- Dataset extract
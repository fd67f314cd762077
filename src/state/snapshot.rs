//! Copy state snapshot: pure transitions, no I/O.
//!
//! Every change to the observable copy state goes through
//! [`CopyState::apply`], which returns a fresh snapshot. The adapter
//! publishes whole snapshots so readers never see a half-updated state.

use std::collections::VecDeque;
use std::time::{Duration, SystemTime, UNIX_EPOCH};

use tokio::time::Instant;

use crate::writer::CopyValue;

/// A successfully copied value.
#[derive(Debug, Clone, PartialEq)]
pub struct HistoryEntry {
    pub value: CopyValue,
    /// Unix epoch milliseconds when the copy finished.
    pub timestamp: u64,
    /// Monotonic instant of the same moment, for recency checks.
    pub copied_at: Instant,
}

impl HistoryEntry {
    pub fn now(value: CopyValue) -> Self {
        Self {
            value,
            timestamp: epoch_millis(),
            copied_at: Instant::now(),
        }
    }
}

/// Current time as Unix epoch milliseconds.
pub(crate) fn epoch_millis() -> u64 {
    SystemTime::now()
        .duration_since(UNIX_EPOCH)
        .map(|d| d.as_millis() as u64)
        .unwrap_or(0)
}

/// Transitions of the copy state machine.
#[derive(Debug, Clone)]
pub enum CopyEvent {
    /// A copy call began.
    Started,
    /// The write of copy call `attempt` finished.
    Succeeded {
        attempt: u64,
        entry: HistoryEntry,
        keep_history: bool,
    },
    /// The write of copy call `attempt` failed.
    Failed { attempt: u64 },
    /// The reset delay scheduled by copy call `attempt` elapsed.
    ResetElapsed { attempt: u64 },
}

/// Observable copy state.
#[derive(Debug, Clone, Default, PartialEq)]
pub struct CopyState {
    /// True while a copy is in flight and until its reset delay elapses.
    pub is_copying: bool,
    pub last_copied: Option<HistoryEntry>,
    /// Most recent first. Only filled when history is enabled.
    pub history: VecDeque<HistoryEntry>,
    /// Successful copies.
    pub copy_count: u64,
    /// Copy calls started. Only the latest one owns the flag and
    /// `last_copied`.
    pub attempts: u64,
    /// Resets that cleared the in-flight flag.
    pub resets: u64,
}

impl CopyState {
    pub fn apply(&self, event: CopyEvent) -> CopyState {
        let mut next = self.clone();
        match event {
            CopyEvent::Started => {
                next.is_copying = true;
                next.attempts += 1;
            }
            CopyEvent::Succeeded {
                attempt,
                entry,
                keep_history,
            } => {
                if keep_history {
                    next.history.push_front(entry.clone());
                }
                if attempt == next.attempts {
                    next.last_copied = Some(entry);
                }
                next.copy_count += 1;
            }
            CopyEvent::Failed { attempt } => {
                if attempt == next.attempts {
                    next.is_copying = false;
                }
            }
            CopyEvent::ResetElapsed { attempt } => {
                // A newer call owns the flag now.
                if attempt == next.attempts && next.is_copying {
                    next.is_copying = false;
                    next.resets += 1;
                }
            }
        }
        next
    }

    /// Whether the last copy finished less than `reset_delay` before `now`.
    pub fn has_copied_recently(&self, now: Instant, reset_delay: Duration) -> bool {
        self.last_copied
            .as_ref()
            .is_some_and(|entry| now.saturating_duration_since(entry.copied_at) < reset_delay)
    }
}

#[cfg(test)]
mod tests {
    use super::*;

    fn entry(text: &str) -> HistoryEntry {
        HistoryEntry::now(CopyValue::from(text))
    }

    fn succeeded(attempt: u64, text: &str, keep_history: bool) -> CopyEvent {
        CopyEvent::Succeeded {
            attempt,
            entry: entry(text),
            keep_history,
        }
    }

    #[test]
    fn started_sets_flag_and_counts_attempt() {
        let s = CopyState::default().apply(CopyEvent::Started);
        assert!(s.is_copying);
        assert_eq!(s.attempts, 1);
        assert_eq!(s.copy_count, 0);
    }

    #[test]
    fn success_records_entry_and_keeps_flag() {
        let s = CopyState::default()
            .apply(CopyEvent::Started)
            .apply(succeeded(1, "a", false));
        assert!(s.is_copying);
        assert_eq!(s.copy_count, 1);
        assert_eq!(s.last_copied.unwrap().value, CopyValue::from("a"));
        assert!(s.history.is_empty());
    }

    #[test]
    fn history_is_most_recent_first() {
        let s = CopyState::default()
            .apply(CopyEvent::Started)
            .apply(succeeded(1, "a", true))
            .apply(CopyEvent::Started)
            .apply(succeeded(2, "b", true));
        let values: Vec<_> = s.history.iter().map(|e| e.value.clone()).collect();
        assert_eq!(values, vec![CopyValue::from("b"), CopyValue::from("a")]);
    }

    #[test]
    fn failure_clears_flag_without_recording() {
        let s = CopyState::default()
            .apply(CopyEvent::Started)
            .apply(CopyEvent::Failed { attempt: 1 });
        assert!(!s.is_copying);
        assert!(s.last_copied.is_none());
        assert_eq!(s.copy_count, 0);
    }

    #[test]
    fn reset_for_latest_attempt_clears_flag() {
        let s = CopyState::default()
            .apply(CopyEvent::Started)
            .apply(succeeded(1, "a", false))
            .apply(CopyEvent::ResetElapsed { attempt: 1 });
        assert!(!s.is_copying);
        assert_eq!(s.resets, 1);
    }

    #[test]
    fn stale_reset_is_ignored() {
        let s = CopyState::default()
            .apply(CopyEvent::Started)
            .apply(succeeded(1, "a", false))
            .apply(CopyEvent::Started)
            .apply(CopyEvent::ResetElapsed { attempt: 1 });
        assert!(s.is_copying);
        assert_eq!(s.resets, 0);
    }

    #[test]
    fn late_success_of_older_call_keeps_newer_value() {
        let s = CopyState::default()
            .apply(CopyEvent::Started)
            .apply(CopyEvent::Started)
            .apply(succeeded(2, "b", true))
            .apply(succeeded(1, "a", true));
        assert!(s.is_copying);
        assert_eq!(s.last_copied.unwrap().value, CopyValue::from("b"));
        assert_eq!(s.copy_count, 2);
        assert_eq!(s.history.len(), 2);
    }

    #[test]
    fn late_failure_of_older_call_keeps_flag() {
        let s = CopyState::default()
            .apply(CopyEvent::Started)
            .apply(CopyEvent::Started)
            .apply(succeeded(2, "b", false))
            .apply(CopyEvent::Failed { attempt: 1 });
        assert!(s.is_copying);
        assert_eq!(s.last_copied.unwrap().value, CopyValue::from("b"));
    }

    #[test]
    fn apply_leaves_previous_snapshot_intact() {
        let before = CopyState::default();
        let after = before.apply(CopyEvent::Started);
        assert!(!before.is_copying);
        assert!(after.is_copying);
    }

    #[test]
    fn recency_follows_reset_delay() {
        let e = entry("a");
        let at = e.copied_at;
        let s = CopyState {
            last_copied: Some(e),
            ..CopyState::default()
        };
        let delay = Duration::from_millis(2000);
        assert!(s.has_copied_recently(at + Duration::from_millis(1999), delay));
        assert!(!s.has_copied_recently(at + delay, delay));
        assert!(!CopyState::default().has_copied_recently(at, delay));
    }
}
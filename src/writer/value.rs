//! Copy values, formats and per-call options.

use std::fmt;
use std::str::FromStr;

use bytes::Bytes;

/// Binary data with an optional declared MIME type.
#[derive(Debug, Clone, PartialEq, Eq)]
pub struct Blob {
    data: Bytes,
    mime: Option<String>,
}

impl Blob {
    pub fn new(data: impl Into<Bytes>, mime: Option<String>) -> Self {
        Self {
            data: data.into(),
            mime: mime.filter(|m| !m.is_empty()),
        }
    }

    pub fn data(&self) -> &Bytes {
        &self.data
    }

    pub fn mime(&self) -> Option<&str> {
        self.mime.as_deref()
    }
}

/// A value to copy. The variant states what the caller holds; the
/// requested [`CopyFormat`] decides how it is written.
#[derive(Debug, Clone, PartialEq)]
pub enum CopyValue {
    Text(String),
    Markup(String),
    Record(serde_json::Value),
    Blob(Blob),
}

impl CopyValue {
    /// Short name of the variant, for errors and logs.
    pub fn shape(&self) -> &'static str {
        match self {
            CopyValue::Text(_) => "text",
            CopyValue::Markup(_) => "markup",
            CopyValue::Record(_) => "record",
            CopyValue::Blob(_) => "blob",
        }
    }

    /// The string source of textual variants.
    pub fn as_str(&self) -> Option<&str> {
        match self {
            CopyValue::Text(s) | CopyValue::Markup(s) => Some(s),
            CopyValue::Record(_) | CopyValue::Blob(_) => None,
        }
    }
}

impl From<&str> for CopyValue {
    fn from(s: &str) -> Self {
        CopyValue::Text(s.to_string())
    }
}

impl From<String> for CopyValue {
    fn from(s: String) -> Self {
        CopyValue::Text(s)
    }
}

impl From<serde_json::Value> for CopyValue {
    fn from(v: serde_json::Value) -> Self {
        CopyValue::Record(v)
    }
}

impl From<Blob> for CopyValue {
    fn from(b: Blob) -> Self {
        CopyValue::Blob(b)
    }
}

/// Requested clipboard format.
#[derive(Debug, Clone, Copy, Default, PartialEq, Eq, Hash)]
pub enum CopyFormat {
    #[default]
    Text,
    Html,
    Json,
    Image,
}

impl fmt::Display for CopyFormat {
    fn fmt(&self, f: &mut fmt::Formatter<'_>) -> fmt::Result {
        f.write_str(match self {
            CopyFormat::Text => "text",
            CopyFormat::Html => "html",
            CopyFormat::Json => "json",
            CopyFormat::Image => "image",
        })
    }
}

impl FromStr for CopyFormat {
    type Err = String;

    fn from_str(s: &str) -> Result<Self, Self::Err> {
        match s {
            "text" => Ok(CopyFormat::Text),
            "html" => Ok(CopyFormat::Html),
            "json" => Ok(CopyFormat::Json),
            "image" => Ok(CopyFormat::Image),
            other => Err(format!(
                "unknown format: {other} (expected: text, html, json, image)"
            )),
        }
    }
}

/// Options for a single write.
#[derive(Debug, Clone, PartialEq, Eq)]
pub struct WriteOptions {
    pub format: CopyFormat,
    /// Degrade to the next strategy when one fails.
    pub fallback: bool,
    /// MIME type for binary image writes, overriding the blob's own.
    pub mime_type: Option<String>,
    /// Run the legacy synthetic copy after a successful HTML write too.
    pub force_legacy: bool,
}

impl Default for WriteOptions {
    fn default() -> Self {
        Self {
            format: CopyFormat::Text,
            fallback: true,
            mime_type: None,
            force_legacy: false,
        }
    }
}

impl WriteOptions {
    pub fn format(format: CopyFormat) -> Self {
        Self {
            format,
            ..Self::default()
        }
    }

    pub fn without_fallback(mut self) -> Self {
        self.fallback = false;
        self
    }

    pub fn with_mime_type(mut self, mime: impl Into<String>) -> Self {
        self.mime_type = Some(mime.into());
        self
    }

    pub fn with_forced_legacy(mut self) -> Self {
        self.force_legacy = true;
        self
    }
}

#[cfg(test)]
mod tests {
    use super::*;

    #[test]
    fn format_parses_known_names() {
        for name in ["text", "html", "json", "image"] {
            let format: CopyFormat = name.parse().unwrap();
            assert_eq!(format.to_string(), name);
        }
    }

    #[test]
    fn format_rejects_unknown_names() {
        let err = "rtf".parse::<CopyFormat>().unwrap_err();
        assert!(err.contains("unknown format"));
    }

    #[test]
    fn default_options_enable_fallback() {
        let opts = WriteOptions::default();
        assert_eq!(opts.format, CopyFormat::Text);
        assert!(opts.fallback);
        assert!(opts.mime_type.is_none());
        assert!(!opts.force_legacy);
    }

    #[test]
    fn empty_blob_mime_is_treated_as_missing() {
        let blob = Blob::new(&b"x"[..], Some(String::new()));
        assert_eq!(blob.mime(), None);
    }

    #[test]
    fn textual_variants_expose_source() {
        assert_eq!(CopyValue::from("a").as_str(), Some("a"));
        assert_eq!(CopyValue::Markup("<b>a</b>".into()).as_str(), Some("<b>a</b>"));
        assert_eq!(CopyValue::Record(serde_json::json!({})).as_str(), None);
    }
}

- Task goal
Could you restate, word for word, the lines above from the one with "Unix epoch milliseconds." to the one with "#[derive(Debug, Clone)]", both included?

- Exercise solution
/// Current time as Unix epoch milliseconds.
pub(crate) fn epoch_millis() -> u64 {
    SystemTime::now()
        .duration_since(UNIX_EPOCH)
        .map(|d| d.as_millis() as u64)
        .unwrap_or(0)
}

/// Transitions of the copy state machine.
#[derive(Debug, Clone)]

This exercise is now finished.